In 2009, shares traded at $4. Today, the stock trades at $20 at writing. That increase in value doesn’t even account for the annual dividend, which typically averages about 4%.
The best news is that this utility stock is just getting started. The company’s capital plan could double the size of the business by 2024. Combined with the dividend income, investors have a chance to grow their investment at above-market rates while reducing their overall risk.
The time is now
Algonquin is a rare utility stock. Its strategy differs from the rest of the industry. Typically, analysts separate utilities into regulated and unregulated operators. Algonquin is both.
Rate-regulated utilities usually have a monopoly over their markets. Hydro One, for example, controls 98% of the Ontario market. In exchange for this monopolistic power, these companies accept rate regulations, putting a cap on how much they can charge customers. In addition, these companies receive pricing floors. So their upside is limited, but so is their downside.
Unregulated utilities, sometimes referred to as merchant generators, enjoy no such protection. These companies sell their energy onto the open market, often at prevailing prices. When prices rise, profits follow. When prices fall, losses ensue. There’s higher risk, but also higher reward.
When it comes to utility stocks, Algonquin is the best of both worlds. Roughly two-thirds of its business is fully rate-regulated. This segment provides reliable cash flows to support a 4.5% dividend. The other one-third of the business is unregulated renewable generation assets. This segment has been a proven source of long-term growth.
With Algonquin, investors get the consistency of regulated utilities, plus the growth potential of their unregulated peers.
This utility stock is ready
Many utilities are valued at $50 billion or more. Algonquin is worth just $10 billion. Its diminutive size makes rapid growth more attainable. After all, it’s easier to double in size as a $10 billion company than as a $50 billion business.
Over the next five years, management plans to deploy $9.2 billion in new assets. Around 70% of that will target regulated opportunities, with the remainder focused on unregulated plays. And it’s not like Algonquin’s unregulated segment is incredibly risky, either. These projects get tied to PPAs, which are multi-decade contracts that guarantee the project’s cash flow.

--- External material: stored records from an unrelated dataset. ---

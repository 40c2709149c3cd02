// SPDX-License-Identifier: BUSL-1.1
// Copyright (c) 2026 Alfred Jean LLC

//! Error reporting: spans, diagnostics and file loading.

use crate::parse_error::{LoadError, ParseError};
use crate::parser::{parse, parse_file, Parser};
use std::io::Write;

#[test]
fn error_display_names_position() {
    let err = Parser::parse("A=\"abc").unwrap_err();
    assert_eq!(
        err.to_string(),
        "unterminated double-quoted value at position 2"
    );
}

#[test]
fn diagnostic_points_at_line_and_column() {
    let input = "A=1\nB='x";
    let err = Parser::parse(input).unwrap_err();
    let diagnostic = err.diagnostic(input);
    assert!(diagnostic.contains("--> line 2, column 3"), "{diagnostic}");
    assert!(diagnostic.contains("  2 | B='x"), "{diagnostic}");
}

#[test]
fn diagnostic_uses_normalized_offsets() {
    let input = "A=1\r\nB=2\r\nC D\r\n";
    let err = Parser::parse(input).unwrap_err();
    assert!(matches!(err, ParseError::MissingEquals { .. }));
    let diagnostic = err.diagnostic(input);
    assert!(diagnostic.contains("--> line 3, column 1"), "{diagnostic}");
}

#[test]
fn context_snippet_has_caret() {
    let input = "# @required junk";
    let err = Parser::parse(input).unwrap_err();
    let context = err.context(input, 4);
    assert_eq!(context, "red junk\n    ^^^^");
}

#[test]
fn first_error_aborts_the_file() {
    let err = parse("A='x\nB=\"y").unwrap_err();
    assert_eq!(err.span().start, 2);
}

// =============================================================================
// File Loading
// =============================================================================

#[test]
fn parse_file_reads_from_disk() {
    let mut file = tempfile::NamedTempFile::new().unwrap();
    write!(file, "# @required\nPORT=8080\n").unwrap();

    let doc = parse_file(file.path()).unwrap();
    assert_eq!(doc.config_item("PORT").unwrap().decorators().len(), 1);
}

#[test]
fn parse_file_missing_is_io_error() {
    let dir = tempfile::tempdir().unwrap();
    let err = parse_file(dir.path().join(".env.schema")).unwrap_err();
    assert!(matches!(err, LoadError::Io { .. }), "got {err:?}");
    assert!(err.to_string().contains(".env.schema"));
}

#[test]
fn parse_file_error_includes_diagnostic() {
    let mut file = tempfile::NamedTempFile::new().unwrap();
    write!(file, "GOOD=1\nBAD VALUE\n").unwrap();

    let err = parse_file(file.path()).unwrap_err();
    assert!(matches!(err, LoadError::Parse { .. }), "got {err:?}");
    let message = err.to_string();
    assert!(message.contains("--> line 2, column 1"), "{message}");
    assert!(message.contains("expected `=` after key `BAD`"), "{message}");
}
// SPDX-License-Identifier: BUSL-1.1
// Copyright (c) 2026 Alfred Jean LLC

//! String builtins.

use crate::error::{ResolutionError, SchemaError};
use crate::expr::CallContext;
use crate::registry::{no_state, ArgsView, ProcessedState, Resolver};
use crate::value::ResolvedValue;
use async_trait::async_trait;

/// `concat(...)`: arguments as text, no separator. Undefined reads as `""`.
pub struct Concat;

#[async_trait]
impl Resolver for Concat {
    fn name(&self) -> &str {
        "concat"
    }

    fn process(&self, args: &ArgsView<'_>) -> Result<ProcessedState, SchemaError> {
        args.positional()?;
        Ok(no_state())
    }

    async fn resolve(&self, ctx: &CallContext<'_>) -> Result<ResolvedValue, ResolutionError> {
        let parts = ctx.args().await?;
        Ok(ResolvedValue::String(
            parts.iter().map(ResolvedValue::to_string).collect(),
        ))
    }
}

/// `replace(value, search, replacement)`; only the first match is replaced.
pub struct Replace;

#[async_trait]
impl Resolver for Replace {
    fn name(&self) -> &str {
        "replace"
    }

    fn process(&self, args: &ArgsView<'_>) -> Result<ProcessedState, SchemaError> {
        args.positional()?;
        args.expect_count(3, Some(3))?;
        Ok(no_state())
    }

    async fn resolve(&self, ctx: &CallContext<'_>) -> Result<ResolvedValue, ResolutionError> {
        let value = ctx.arg(0).await?;
        if value.is_undefined() {
            return Ok(ResolvedValue::Undefined);
        }
        let search = ctx.arg(1).await?.to_string();
        let replacement = ctx.arg(2).await?.to_string();
        Ok(ResolvedValue::String(
            value.to_string().replacen(&search, &replacement, 1),
        ))
    }
}

/// `remap(value, NAME=match, ...)`: reverse lookup table.
///
/// Returns the name of the first pair whose match equals `value`, or
/// `value` itself when none does.
pub struct Remap;

#[async_trait]
impl Resolver for Remap {
    fn name(&self) -> &str {
        "remap"
    }

    fn process(&self, args: &ArgsView<'_>) -> Result<ProcessedState, SchemaError> {
        args.expect_count(1, None)?;
        let first_named = args.get(0).and_then(|a| a.key()).is_some();
        let rest_positional = (1..args.len()).any(|i| args.get(i).and_then(|a| a.key()).is_none());
        if first_named || rest_positional {
            return Err(SchemaError::invalid_args(
                "remap",
                "expected a value followed by key=value pairs",
            ));
        }
        Ok(no_state())
    }

    async fn resolve(&self, ctx: &CallContext<'_>) -> Result<ResolvedValue, ResolutionError> {
        let value = ctx.arg(0).await?;
        let Some(needle) = value.to_env_string() else {
            return Ok(value);
        };
        for index in 1..ctx.len() {
            let candidate = ctx.arg(index).await?;
            if candidate.to_env_string().as_deref() == Some(needle.as_str()) {
                if let Some(key) = ctx.arg_key(index) {
                    return Ok(ResolvedValue::string(key));
                }
            }
        }
        Ok(value)
    }
}
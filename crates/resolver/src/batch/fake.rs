// SPDX-License-Identifier: BUSL-1.1
// Copyright (c) 2026 Alfred Jean LLC

//! Fake secret store for testing
#![cfg_attr(coverage_nightly, coverage(off))]

use super::{BatchCoalescer, BatchFetch, BatchResolver, BatchResults};
use crate::error::{ExternalErrorKind, ResolutionError};
use crate::value::ResolvedValue;
use async_trait::async_trait;
use parking_lot::Mutex;
use std::collections::HashMap;
use std::sync::Arc;
use std::time::Duration;

const NAME: &str = "fake-store";

#[derive(Default)]
struct FakeStoreState {
    secrets: HashMap<String, String>,
    failures: HashMap<String, ExternalErrorKind>,
    /// A key that fails any batch it is part of.
    poison: Option<String>,
    batches: Vec<Vec<String>>,
}

/// In-memory secret store that records every batch it is asked for.
#[derive(Clone, Default)]
pub struct FakeSecretStore {
    inner: Arc<Mutex<FakeStoreState>>,
}

impl FakeSecretStore {
    pub fn new() -> Self {
        Self::default()
    }

    pub fn with_secret(self, key: &str, value: &str) -> Self {
        self.set_secret(key, value);
        self
    }

    pub fn set_secret(&self, key: &str, value: &str) {
        self.inner
            .lock()
            .secrets
            .insert(key.to_string(), value.to_string());
    }

    /// Report `kind` for `key` instead of a value.
    pub fn fail_key(&self, key: &str, kind: ExternalErrorKind) {
        self.inner.lock().failures.insert(key.to_string(), kind);
    }

    /// Fail every batch that includes `key` as a whole.
    pub fn poison_batches_with(&self, key: &str) {
        self.inner.lock().poison = Some(key.to_string());
    }

    /// Key lists of every batch fetched so far, sorted within each batch.
    pub fn batches(&self) -> Vec<Vec<String>> {
        self.inner.lock().batches.clone()
    }

    /// A `name(key)` resolver over this store with a short window.
    pub fn resolver(&self, name: &str) -> BatchResolver<FakeSecretStore> {
        BatchResolver::new(
            name,
            BatchCoalescer::with_options(self.clone(), Duration::from_millis(5), false),
        )
    }
}

#[async_trait]
impl BatchFetch for FakeSecretStore {
    fn name(&self) -> &str {
        NAME
    }

    async fn fetch_batch(&self, keys: &[String]) -> Result<BatchResults, ResolutionError> {
        let mut state = self.inner.lock();
        let mut batch = keys.to_vec();
        batch.sort();
        state.batches.push(batch);

        if let Some(poison) = &state.poison {
            if keys.contains(poison) {
                return Err(ResolutionError::Batch {
                    resolver: NAME.to_string(),
                    message: format!("malformed reference {poison}"),
                });
            }
        }

        let mut results = HashMap::new();
        for key in keys {
            if let Some(kind) = state.failures.get(key) {
                results.insert(
                    key.clone(),
                    Err(ResolutionError::external(NAME, key, *kind, "rejected")),
                );
            } else if let Some(secret) = state.secrets.get(key) {
                results.insert(key.clone(), Ok(ResolvedValue::string(secret)));
            }
        }
        Ok(results)
    }
}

Perhaps most important, this utility stock won’t experience much of an impact from COVID-19, which means that investors gain exposure to growth with limited downside.
“We remain confident in the resiliency of our business model, long-lived assets providing essential services, operating under business provisions which reduced economic volatility,” notes Algonquin’s CEO on a conference call in May.
“This business model has consistently produced stable and growing financial results. And we remain highly confident in our plans to continue delivering strong returns to our shareholders.”
This utility stock quintupled in value over the previous decade. With a growth plan already in place targeting low-risk asset deployments, AQN stock should perform well in the decade to come.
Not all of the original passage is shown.